大国の戦力をごっそり引き抜いて、弱小国家だったノーストリア王国が生まれ変わる。
注目しないはずがないだろう。
同じくビーストマスターを有する国家や、それに準ずる大国は。
「事実なら、セントレイクはもう終わりだろう」
「ええ。すでに敵対国家の多くが同盟を組み、侵略戦争の準備をしているようです」
「ならば我々も便乗しておくか」
「お戯れを、陛下。私たちが介入する意味はありません」
王城の寝室で、国王と若い女性が抱き寄せ合う。
彼らは夫婦ではない。
愛人でもない。
しかし特別な存在ではあった。
国王にとっても、王国にとっても。
なぜなら彼女は――
「この国には私が、ビーストマスターがもういるのです。落ちぶれた大国を攻める理由も、助力する理由もありません」
ウエスタン王国のビーストマスター、イルミナ・ヴァンティリア。
十年前に起こった三国戦争にて活躍し、二つの大国を下しウエスタン王国を守り抜いた美しき英雄である。
「ですが、陛下がお望みであれば私は動きましょう」
「いいや必要ない。大国の戦力は半数を失っている。攻めたところで手に入るものもない。それよりは……ノーストリアのほうが興味をそそる」
「引き抜かれたビーストマスターですか?」
「ああ。大国の戦力の半数が引き抜かれた……ということはつまり、その半数をビーストマスター一人で制御していたことになる。
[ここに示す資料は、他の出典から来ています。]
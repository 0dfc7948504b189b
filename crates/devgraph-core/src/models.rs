use chrono::{DateTime, Utc};
use serde::{Deserialize, Serialize};

/// Anything with a stable numeric id - developers and repositories alike
pub trait HasId {
    fn id(&self) -> u64;
}

/// Developer profile
///
/// Relation lists come back abbreviated, so the counters may be zero simply
/// because the API didn't send them.
#[derive(Debug, Clone, Serialize, Deserialize, PartialEq)]
pub struct Profile {
    pub id: u64,
    pub login: String,
    #[serde(default)]
    pub name: Option<String>,
    #[serde(default)]
    pub avatar_url: String,
    #[serde(default)]
    pub html_url: Option<String>,
    #[serde(default)]
    pub followers: u32,
    #[serde(default)]
    pub following: u32,
    #[serde(default)]
    pub public_repos: u32,
    #[serde(default)]
    pub total_private_repos: Option<u32>,
    #[serde(default)]
    pub bio: Option<String>,
    #[serde(default)]
    pub location: Option<String>,
    #[serde(default)]
    pub company: Option<String>,
    #[serde(default)]
    pub blog: Option<String>,
    #[serde(default)]
    pub email: Option<String>,
    #[serde(default)]
    pub created_at: Option<DateTime<Utc>>,
}

impl Profile {
    /// Bare profile with only identity set - handy for tests and abbreviated users
    pub fn new(id: u64, login: impl Into<String>) -> Self {
        Self {
            id,
            login: login.into(),
            name: None,
            avatar_url: String::new(),
            html_url: None,
            followers: 0,
            following: 0,
            public_repos: 0,
            total_private_repos: None,
            bio: None,
            location: None,
            company: None,
            blog: None,
            email: None,
            created_at: None,
        }
    }

    /// Name to show: display name when set, login otherwise
    pub fn display_name(&self) -> &str {
        self.name
            .as_deref()
            .filter(|n| !n.trim().is_empty())
            .unwrap_or(&self.login)
    }
}

impl HasId for Profile {
    fn id(&self) -> u64 {
        self.id
    }
}

#[derive(Debug, Clone, Serialize, Deserialize, PartialEq, Eq)]
pub struct Owner {
    pub login: String,
    #[serde(default)]
    pub avatar_url: String,
}

/// Repository snapshot
#[derive(Debug, Clone, Serialize, Deserialize, PartialEq)]
pub struct RepositorySummary {
    pub id: u64,
    pub name: String,
    pub full_name: String,
    pub owner: Owner,
    #[serde(default)]
    pub description: Option<String>,
    pub html_url: String,
    #[serde(default)]
    pub stargazers_count: u32,
    #[serde(default)]
    pub forks_count: u32,
    #[serde(default)]
    pub language: Option<String>,
    pub updated_at: DateTime<Utc>,
}

impl HasId for RepositorySummary {
    fn id(&self) -> u64 {
        self.id
    }
}

/// Bytes of code per language for one repository, in API order
#[derive(Debug, Clone, Default, PartialEq, Eq)]
pub struct LanguageHistogram(Vec<(String, u64)>);

impl LanguageHistogram {
    pub fn new() -> Self {
        Self::default()
    }

    pub fn entries(&self) -> &[(String, u64)] {
        &self.0
    }

    pub fn total_bytes(&self) -> u64 {
        self.0.iter().map(|(_, bytes)| bytes).sum()
    }

    pub fn is_empty(&self) -> bool {
        self.0.is_empty()
    }

    /// Add another histogram's bytes; new languages go to the end
    pub fn merge(&mut self, other: &LanguageHistogram) {
        for (lang, bytes) in &other.0 {
            match self.0.iter_mut().find(|(l, _)| l == lang) {
                Some((_, total)) => *total += bytes,
                None => self.0.push((lang.clone(), *bytes)),
            }
        }
    }
}

impl<S: Into<String>> FromIterator<(S, u64)> for LanguageHistogram {
    fn from_iter<I: IntoIterator<Item = (S, u64)>>(iter: I) -> Self {
        Self(iter.into_iter().map(|(name, bytes)| (name.into(), bytes)).collect())
    }
}

/// Public activity event - only the timestamp matters to the analysis
#[derive(Debug, Clone, Serialize, Deserialize, PartialEq)]
pub struct Event {
    pub id: String,
    #[serde(rename = "type")]
    pub kind: String,
    pub created_at: DateTime<Utc>,
}

/// A developer the user explicitly saved
#[derive(Debug, Clone, Serialize, Deserialize, PartialEq)]
pub struct SavedDeveloper {
    pub id: u64,
    pub login: String,
    #[serde(default)]
    pub name: Option<String>,
    #[serde(default)]
    pub avatar_url: String,
    #[serde(default)]
    pub bio: Option<String>,
    #[serde(default)]
    pub followers: u32,
    #[serde(default)]
    pub following: u32,
    #[serde(default)]
    pub public_repos: u32,
    /// Epoch milliseconds, set once on first save
    #[serde(rename = "savedAt")]
    pub saved_at: i64,
}

impl SavedDeveloper {
    pub fn from_profile(profile: &Profile, saved_at: i64) -> Self {
        Self {
            id: profile.id,
            login: profile.login.clone(),
            name: profile.name.clone(),
            avatar_url: profile.avatar_url.clone(),
            bio: profile.bio.clone(),
            followers: profile.followers,
            following: profile.following,
            public_repos: profile.public_repos,
            saved_at,
        }
    }

    pub fn url(&self) -> String {
        crate::links::developer_url(&self.login)
    }
}

impl HasId for SavedDeveloper {
    fn id(&self) -> u64 {
        self.id
    }
}

/// A repository the user explicitly saved
#[derive(Debug, Clone, Serialize, Deserialize, PartialEq)]
pub struct SavedRepo {
    pub id: u64,
    pub name: String,
    pub full_name: String,
    pub owner: Owner,
    #[serde(default)]
    pub description: Option<String>,
    pub url: String,
    #[serde(default)]
    pub stargazers_count: u32,
    #[serde(default)]
    pub language: Option<String>,
    #[serde(rename = "savedAt")]
    pub saved_at: i64,
}

impl SavedRepo {
    pub fn from_repository(repo: &RepositorySummary, saved_at: i64) -> Self {
        Self {
            id: repo.id,
            name: repo.name.clone(),
            full_name: repo.full_name.clone(),
            owner: repo.owner.clone(),
            description: repo.description.clone(),
            url: crate::links::repository_url(repo).to_string(),
            stargazers_count: repo.stargazers_count,
            language: repo.language.clone(),
            saved_at,
        }
    }
}

impl HasId for SavedRepo {
    fn id(&self) -> u64 {
        self.id
    }
}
事実なら、君をも超える存在かもしれない」
国王の一言に、彼女はピクリと眉を動かす。
軽い苛立ちを感じながら、彼女は妖艶に笑う。
「ふふっ、もしそうなら、どうしますか?」
「無論ほしい。その前にどのような人物か確かめる必要があるな」
「では、その役目は私の従者に任せましょう。もし上手くできそうなら、攫ってしまっても構いませんよね?」
「上手い方法があるなら、な」
イルミナは不敵に笑う。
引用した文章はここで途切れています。